For over three years, Pastor Ricky Martin, leader of the Triumph Church in Clanton, Ala., and a volunteer prison chaplain, allowed registered sex offenders recently released from prison to live in trailers behind his church. “Pastor Martin believes it is his Christian duty and his calling to help those in need—especially those in dire need and cast out from society,” said Susan Watson, executive director of the ACLU of Alabama.

Residents were barred from alcohol, drugs, tobacco, cursing, fighting, weapons, and X-rated movies or magazines. Residents were also required to be dressed properly when outdoors, refrain from trespassing on neighboring property, and attend church services. Martin was forced to discontinue his charity, however, after the state legislature enacted a law forbidding Chilton County property owners from housing more than one registered offender on a single piece of land.
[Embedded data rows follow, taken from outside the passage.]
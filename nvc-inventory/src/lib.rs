//! # nvc-inventory
//!
//! Driver & device inventory: combines the ldcache reader,
//! ELF inspector, and driver helper RPCs into driver-file lists and
//! per-GPU metadata. Also hosts the requirement evaluator.

pub mod bins;
pub mod catalog;
pub mod devices;
pub mod firmware;
pub mod libs;
pub mod requirements;

pub use libs::LibCategory;
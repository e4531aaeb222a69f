//! # nvc-rpc
//!
//! Privileged RPC transport: one client paired with one
//! forked helper process over an `AF_UNIX/SOCK_STREAM` socketpair.
//!
//! The wire format is a length-prefixed JSON envelope rather than an
//! ONC/XDR stub dispatcher generated at build time; `serde_json` gives
//! the same "typed call, typed result" shape without a code generator.
//!
//! ```text
//!   [fresh] --fork()-->  [running] --rpc:shutdown--> [drained] --_exit-->  [reaped]
//!                          |                                                 ^
//!                          +--SIGTERM→SIGKILL→waitpid, force-reap------------+
//! ```

use nix::sys::signal::{self, SigHandler, Signal};
use nix::sys::socket::{socketpair, AddressFamily, SockFlag, SockType};
use nix::sys::wait::{waitpid, WaitPidFlag, WaitStatus};
use nix::unistd::{fork, ForkResult, Pid};
use serde::{de::DeserializeOwned, Serialize};
use std::io::{Read, Write};
use std::os::fd::{AsRawFd, FromRawFd, OwnedFd, RawFd};
use std::os::unix::net::UnixStream;
use std::time::{Duration, Instant};
use tracing::{debug, warn};

pub type Result<T> = std::result::Result<T, RpcError>;

#[derive(thiserror::Error, Debug)]
pub enum RpcError {
    #[error("rpc transport error: {0}")]
    Transport(String),
    #[error("rpc marshalling error: {0}")]
    Marshal(String),
    #[error("remote error (code {code}): {message}")]
    Remote { code: i32, message: String },
}

impl From<RpcError> for nvc_core::NvcError {
    fn from(e: RpcError) -> Self {
        match e {
            RpcError::Transport(m) => nvc_core::NvcError::RpcTransport(m),
            RpcError::Marshal(m) => nvc_core::NvcError::RpcMarshal(m),
            RpcError::Remote { code, message } => nvc_core::NvcError::RemoteError { code, message },
        }
    }
}

/// Default per-call timeout.
pub const DEFAULT_TIMEOUT: Duration = Duration::from_secs(10);
/// Reap-poll window before escalating from SIGTERM to SIGKILL.
const REAP_POLL_WINDOW: Duration = Duration::from_millis(10);

#[derive(Serialize, serde::Deserialize)]
struct Envelope {
    method: String,
    payload: serde_json::Value,
}

#[derive(Serialize, serde::Deserialize)]
struct Reply {
    ok: bool,
    payload: serde_json::Value,
    error_code: i32,
    error_message: String,
}

fn write_frame<W: Write>(w: &mut W, bytes: &[u8]) -> std::io::Result<()> {
    let len = bytes.len() as u32;
    w.write_all(&len.to_le_bytes())?;
    w.write_all(bytes)
}

fn read_frame<R: Read>(r: &mut R) -> std::io::Result<Vec<u8>> {
    let mut len_bytes = [0u8; 4];
    r.read_exact(&mut len_bytes)?;
    let len = u32::from_le_bytes(len_bytes) as usize;
    let mut buf = vec![0u8; len];
    r.read_exact(&mut buf)?;
    Ok(buf)
}

/// A request handler implemented by a helper process (driver helper or
/// cgroup helper each implement one of these).
pub trait RpcHandler {
    /// Dispatch a single call, returning either a success payload or a
    /// `(code, message)` remote error.
    fn dispatch(
        &mut self,
        method: &str,
        payload: serde_json::Value,
    ) -> std::result::Result<serde_json::Value, (i32, String)>;
}

/// A live handle to a forked helper process, held by the privileged
/// coordinator.
pub struct RpcClient {
    sock: UnixStream,
    child: Pid,
    timeout: Duration,
}

fn ensure_sigpipe_ignored() {
    unsafe {
        let _ = signal::signal(Signal::SIGPIPE, SigHandler::SigIgn);
    }
}

impl RpcClient {
    /// Fork a helper process that serves `handler` in a blocking loop,
    /// and return the client half. The child sets
    /// `PR_SET_PDEATHSIG=SIGTERM` so a crashed coordinator cannot leave
    /// an orphaned helper behind.
    pub fn spawn<H, F>(build_handler: F) -> Result<Self>
    where
        H: RpcHandler,
        F: FnOnce() -> H,
    {
        ensure_sigpipe_ignored();
        let (parent_fd, child_fd) = socketpair(
            AddressFamily::Unix,
            SockType::Stream,
            None,
            SockFlag::empty(),
        )
        .map_err(|e| RpcError::Transport(format!("socketpair: {e}")))?;

        match unsafe { fork() }.map_err(|e| RpcError::Transport(format!("fork: {e}")))? {
            ForkResult::Parent { child } => {
                drop(child_fd);
                let sock = unix_stream_from_owned_fd(parent_fd);
                debug!("spawned rpc helper pid={child}");
                Ok(RpcClient {
                    sock,
                    child,
                    timeout: DEFAULT_TIMEOUT,
                })
            }
            ForkResult::Child => {
                drop(parent_fd);
                unsafe {
                    libc::prctl(libc::PR_SET_PDEATHSIG, libc::SIGTERM);
                }
                let mut handler = build_handler();
                let mut sock = unix_stream_from_owned_fd(child_fd);
                run_service_loop(&mut sock, &mut handler);
                std::process::exit(0);
            }
        }
    }

    /// Set the call timeout (default 10s).
    pub fn with_timeout(mut self, timeout: Duration) -> Self {
        self.timeout = timeout;
        self
    }

    /// Issue one RPC call, waiting up to `self.timeout` for a reply.
    pub fn call<P: Serialize, R: DeserializeOwned>(&mut self, method: &str, params: &P) -> Result<R> {
        let payload = serde_json::to_value(params).map_err(|e| RpcError::Marshal(e.to_string()))?;
        let envelope = Envelope {
            method: method.to_string(),
            payload,
        };
        let bytes = serde_json::to_vec(&envelope).map_err(|e| RpcError::Marshal(e.to_string()))?;

        self.sock
            .set_write_timeout(Some(self.timeout))
            .map_err(|e| RpcError::Transport(e.to_string()))?;
        write_frame(&mut self.sock, &bytes).map_err(|e| RpcError::Transport(e.to_string()))?;

        self.sock
            .set_read_timeout(Some(self.timeout))
            .map_err(|e| RpcError::Transport(e.to_string()))?;
        let reply_bytes = read_frame(&mut self.sock).map_err(|e| RpcError::Transport(format!("read reply: {e}")))?;
        let reply: Reply = serde_json::from_slice(&reply_bytes).map_err(|e| RpcError::Marshal(e.to_string()))?;

        if reply.ok {
            serde_json::from_value(reply.payload).map_err(|e| RpcError::Marshal(e.to_string()))
        } else {
            Err(RpcError::Remote {
                code: reply.error_code,
                message: reply.error_message,
            })
        }
    }

    /// Graceful shutdown: send a terminal RPC; if the helper doesn't
    /// drain in time, escalate to SIGTERM, a short `POLLRDHUP` wait,
    /// then SIGKILL, then reap.
    pub fn shutdown(mut self) -> Result<()> {
        let _: Result<serde_json::Value> = self.call("shutdown", &serde_json::Value::Null);
        self.force_reap()
    }

    fn force_reap(&mut self) -> Result<()> {
        match waitpid(self.child, Some(WaitPidFlag::WNOHANG)) {
            Ok(WaitStatus::StillAlive) => {}
            Ok(_) => return Ok(()),
            Err(_) => return Ok(()),
        }

        let _ = signal::kill(self.child, Signal::SIGTERM);
        std::thread::sleep(REAP_POLL_WINDOW);

        match waitpid(self.child, Some(WaitPidFlag::WNOHANG)) {
            Ok(WaitStatus::StillAlive) => {
                warn!("helper pid={} did not exit after SIGTERM, sending SIGKILL", self.child);
                let _ = signal::kill(self.child, Signal::SIGKILL);
                let _ = waitpid(self.child, None);
            }
            _ => {}
        }
        Ok(())
    }
}

impl Drop for RpcClient {
    fn drop(&mut self) {
        let _ = self.force_reap();
    }
}

fn run_service_loop<H: RpcHandler>(sock: &mut UnixStream, handler: &mut H) {
    loop {
        let bytes = match read_frame(sock) {
            Ok(b) => b,
            Err(_) => return, // parent closed the connection
        };
        let envelope: Envelope = match serde_json::from_slice(&bytes) {
            Ok(e) => e,
            Err(e) => {
                let _ = send_reply(sock, Err((-1, format!("bad envelope: {e}"))));
                continue;
            }
        };

        if envelope.method == "shutdown" {
            let _ = send_reply(sock, Ok(serde_json::Value::Null));
            return;
        }

        let result = handler.dispatch(&envelope.method, envelope.payload);
        if send_reply(sock, result).is_err() {
            return;
        }
    }
}

fn send_reply(
    sock: &mut UnixStream,
    result: std::result::Result<serde_json::Value, (i32, String)>,
) -> std::io::Result<()> {
    let reply = match result {
        Ok(payload) => Reply {
            ok: true,
            payload,
            error_code: 0,
            error_message: String::new(),
        },
        Err((code, message)) => Reply {
            ok: false,
            payload: serde_json::Value::Null,
            error_code: code,
            error_message: message,
        },
    };
    let bytes = serde_json::to_vec(&reply).unwrap_or_default();
    write_frame(sock, &bytes)
}

fn unix_stream_from_owned_fd(fd: OwnedFd) -> UnixStream {
    let raw: RawFd = fd.as_raw_fd();
    std::mem::forget(fd);
    unsafe { UnixStream::from_raw_fd(raw) }
}

#[cfg(test)]
mod tests {
    use super::*;

    struct EchoHandler;
    impl RpcHandler for EchoHandler {
        fn dispatch(
            &mut self,
            method: &str,
            payload: serde_json::Value,
        ) -> std::result::Result<serde_json::Value, (i32, String)> {
            match method {
                "echo" => Ok(payload),
                "boom" => Err((42, "kaboom".into())),
                _ => Err((-1, format!("unknown method {method}"))),
            }
        }
    }

    #[test]
    fn echo_round_trips_through_the_forked_helper() {
        let mut client = RpcClient::spawn(|| EchoHandler).expect("spawn helper");
        let reply: String = client.call("echo", &"hello".to_string()).expect("call");
        assert_eq!(reply, "hello");
        client.shutdown().expect("shutdown");
    }

    #[test]
    fn remote_error_is_surfaced_with_its_code() {
        let mut client = RpcClient::spawn(|| EchoHandler).expect("spawn helper");
        let err = client.call::<_, serde_json::Value>("boom", &()).unwrap_err();
        match err {
            RpcError::Remote { code, message } => {
                assert_eq!(code, 42);
                assert_eq!(message, "kaboom");
            }
            other => panic!("expected Remote error, got {other:?}"),
        }
        client.shutdown().expect("shutdown");
    }
}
Violators of the provision are subject to a fine of not less than $500 and not more than $5,000.
“All I am trying to do is follow the teachings of Jesus Christ and care for those who are in need of assistance,” said Pastor Martin. “But now the government is prohibiting me from doing what the Lord is asking of me.”
In approving the statute, lawmakers specifically intended to shut down Pastor Martin’s provision of housing, even though there is no scientific evidence that multiple offenders living on the same property poses any danger to the public. And, during an Alabama House Judiciary Committee hearing in February 2013, Chilton County Assistant District Attorney C.J. Robinson admitted that, between August 2010 and January 2013, there had not been a single sexually-related crime committed by any resident living on Pastor Martin’s property.
“This law directly targets our client—a minister—because of his deeply held Christian beliefs. The government cannot single out and strong-arm people of faith in this way,” said Heather Weaver, senior staff attorney for the ACLU’s Program on Freedom of Religion and Belief.
The complaint, filed in the U.S. District Court for the Middle District of Alabama, alleges that Alabama and Chilton County officials have violated Pastor Martin’s religious-exercise rights under the First Amendment to the U.S. Constitution, the Religious Land Use and Institutionalized Persons Act, the Alabama Constitution’s Religious Freedom Amendment, as well as other constitutional claims. Pastor Martin asks the court to enjoin enforcement of the law against him and his provision of housing.